Exercise details
Could you reproduce all of the records exactly?

——

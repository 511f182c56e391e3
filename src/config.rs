//! # Global bridge configuration.
//!
//! Provides [`Config`], the centralized settings for a [`Bridge`](crate::Bridge).
//!
//! ## Sentinel values
//! - `retention_cap = 0` → no count-based eviction
//! - `retention_age = 0s` → no age-based eviction
//! - `batch_size` is clamped to a minimum of 1 by the pump

use std::time::Duration;

/// Global configuration for the bridge.
///
/// Defines:
/// - **Admission**: queue capacity, optional handler pre-check
/// - **Pump behavior**: how many tasks one tick may execute
/// - **Retention**: how long terminal tasks stay queryable
/// - **Event system**: bus capacity for event delivery
///
/// ## Field semantics
/// - `queue_capacity`: submissions beyond this are rejected with `QueueFull`
/// - `batch_size`: tasks executed per `pump()` call; keep small so the host
///   thread returns promptly (min 1, clamped)
/// - `precheck_commands`: when `true`, admission fails fast on unknown
///   commands; when `false` (default) resolution is deferred to execution,
///   so handlers may be registered after a task referencing them is queued
/// - `retention_cap`: max terminal tasks kept in the registry (`0` = no cap)
/// - `retention_age`: terminal tasks older than this are evicted (`0s` = keep)
/// - `bus_capacity`: event bus ring buffer size (min 1; clamped by Bus)
#[derive(Clone, Debug)]
pub struct Config {
    /// Maximum number of admitted, not-yet-started tasks.
    ///
    /// When the queue is at capacity, `submit` rejects immediately with
    /// [`AdmitError::QueueFull`](crate::AdmitError::QueueFull); no task is
    /// created.
    pub queue_capacity: usize,

    /// Maximum tasks executed per pump invocation.
    ///
    /// The pump runs on the host's own thread; a small batch keeps the host
    /// responsive between ticks. Clamped to a minimum of 1.
    pub batch_size: usize,

    /// Fail admission fast when the command has no registered handler.
    ///
    /// Off by default: the original registry may be extended after tasks
    /// referencing new commands are already queued.
    pub precheck_commands: bool,

    /// Maximum number of terminal (completed/failed) tasks retained.
    ///
    /// - `0` = unlimited
    /// - `n > 0` = oldest terminal tasks (by admission sequence) are evicted
    ///   first once the count exceeds `n`
    pub retention_cap: usize,

    /// Maximum age of a terminal task before eviction.
    ///
    /// - `Duration::ZERO` = no age-based eviction
    /// - `> 0` = tasks whose completion is older than this are evicted
    pub retention_age: Duration,

    /// Capacity of the event bus broadcast channel ring buffer.
    ///
    /// Slow subscribers that lag behind more than `bus_capacity` messages
    /// will receive `Lagged` and skip older items. Minimum value is 1.
    pub bus_capacity: usize,
}

impl Config {
    /// Returns the pump batch size clamped to a minimum of 1.
    #[inline]
    pub fn batch_clamped(&self) -> usize {
        self.batch_size.max(1)
    }

    /// Returns the retention cap as an `Option`.
    ///
    /// - `None` → no count-based eviction
    /// - `Some(n)` → at most `n` terminal tasks retained
    #[inline]
    pub fn retention_cap_opt(&self) -> Option<usize> {
        if self.retention_cap == 0 {
            None
        } else {
            Some(self.retention_cap)
        }
    }

    /// Returns the retention age as an `Option`.
    ///
    /// - `None` → no age-based eviction
    /// - `Some(d)` → terminal tasks older than `d` are evicted
    #[inline]
    pub fn retention_age_opt(&self) -> Option<Duration> {
        if self.retention_age == Duration::ZERO {
            None
        } else {
            Some(self.retention_age)
        }
    }

    /// Returns a bus capacity clamped to a minimum of 1.
    #[inline]
    pub fn bus_capacity_clamped(&self) -> usize {
        self.bus_capacity.max(1)
    }
}

impl Default for Config {
    /// Default configuration:
    ///
    /// - `queue_capacity = 100`
    /// - `batch_size = 1` (one task per host tick)
    /// - `precheck_commands = false` (deferred resolution)
    /// - `retention_cap = 1024`
    /// - `retention_age = 1h`
    /// - `bus_capacity = 1024`
    fn default() -> Self {
        Self {
            queue_capacity: 100,
            batch_size: 1,
            precheck_commands: false,
            retention_cap: 1024,
            retention_age: Duration::from_secs(3600),
            bus_capacity: 1024,
        }
    }
}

——

Exercise output
repository 511f182c56e391e3
filename src/config.rs
//! # Global bridge configuration.
//!
//! Provides [`Config`], the centralized settings for a [`Bridge`](crate::Bridge).
//!
//! ## Sentinel values
//! - `retention_cap = 0` → no count-based eviction
//! - `retention_age = 0s` → no age-based eviction
//! - `batch_size` is clamped to a minimum of 1 by the pump

use std::time::Duration;

/// Global configuration for the bridge.
///
/// Defines:
/// - **Admission**: queue capacity, optional handler pre-check
/// - **Pump behavior**: how many tasks one tick may execute
/// - **Retention**: how long terminal tasks stay queryable
/// - **Event system**: bus capacity for event delivery
///
/// ## Field semantics
/// - `queue_capacity`: submissions beyond this are rejected with `QueueFull`
/// - `batch_size`: tasks executed per `pump()` call; keep small so the host
///   thread returns promptly (min 1, clamped)
/// - `precheck_commands`: when `true`, admission fails fast on unknown
///   commands; when `false` (default) resolution is deferred to execution,
///   so handlers may be registered after a task referencing them is queued
/// - `retention_cap`: max terminal tasks kept in the registry (`0` = no cap)
/// - `retention_age`: terminal tasks older than this are evicted (`0s` = keep)
/// - `bus_capacity`: event bus ring buffer size (min 1; clamped by Bus)
#[derive(Clone, Debug)]
pub struct Config {
    /// Maximum number of admitted, not-yet-started tasks.
    ///
    /// When the queue is at capacity, `submit` rejects immediately with
    /// [`AdmitError::QueueFull`](crate::AdmitError::QueueFull); no task is
    /// created.
    pub queue_capacity: usize,

    /// Maximum tasks executed per pump invocation.
    ///
    /// The pump runs on the host's own thread; a small batch keeps the host
    /// responsive between ticks. Clamped to a minimum of 1.
    pub batch_size: usize,

    /// Fail admission fast when the command has no registered handler.
    ///
    /// Off by default: the original registry may be extended after tasks
    /// referencing new commands are already queued.
    pub precheck_commands: bool,

    /// Maximum number of terminal (completed/failed) tasks retained.
    ///
    /// - `0` = unlimited
    /// - `n > 0` = oldest terminal tasks (by admission sequence) are evicted
    ///   first once the count exceeds `n`
    pub retention_cap: usize,

    /// Maximum age of a terminal task before eviction.
    ///
    /// - `Duration::ZERO` = no age-based eviction
    /// - `> 0` = tasks whose completion is older than this are evicted
    pub retention_age: Duration,

    /// Capacity of the event bus broadcast channel ring buffer.
    ///
    /// Slow subscribers that lag behind more than `bus_capacity` messages
    /// will receive `Lagged` and skip older items. Minimum value is 1.
    pub bus_capacity: usize,
}

impl Config {
    /// Returns the pump batch size clamped to a minimum of 1.
    #[inline]
    pub fn batch_clamped(&self) -> usize {
        self.batch_size.max(1)
    }

    /// Returns the retention cap as an `Option`.
    ///
    /// - `None` → no count-based eviction
    /// - `Some(n)` → at most `n` terminal tasks retained
    #[inline]
    pub fn retention_cap_opt(&self) -> Option<usize> {
        if self.retention_cap == 0 {
            None
        } else {
            Some(self.retention_cap)
        }
    }

    /// Returns the retention age as an `Option`.
    ///
    /// - `None` → no age-based eviction
    /// - `Some(d)` → terminal tasks older than `d` are evicted
    #[inline]
    pub fn retention_age_opt(&self) -> Option<Duration> {
        if self.retention_age == Duration::ZERO {
            None
        } else {
            Some(self.retention_age)
        }
    }

    /// Returns a bus capacity clamped to a minimum of 1.
    #[inline]
    pub fn bus_capacity_clamped(&self) -> usize {
        self.bus_capacity.max(1)
    }
}

impl Default for Config {
    /// Default configuration:
    ///
    /// - `queue_capacity = 100`
    /// - `batch_size = 1` (one task per host tick)
    /// - `precheck_commands = false` (deferred resolution)
    /// - `retention_cap = 1024`
    /// - `retention_age = 1h`
    /// - `bus_capacity = 1024`
    fn default() -> Self {
        Self {
            queue_capacity: 100,
            batch_size: 1,
            precheck_commands: false,
            retention_cap: 1024,
            retention_age: Duration::from_secs(3600),
            bus_capacity: 1024,
        }
    }
}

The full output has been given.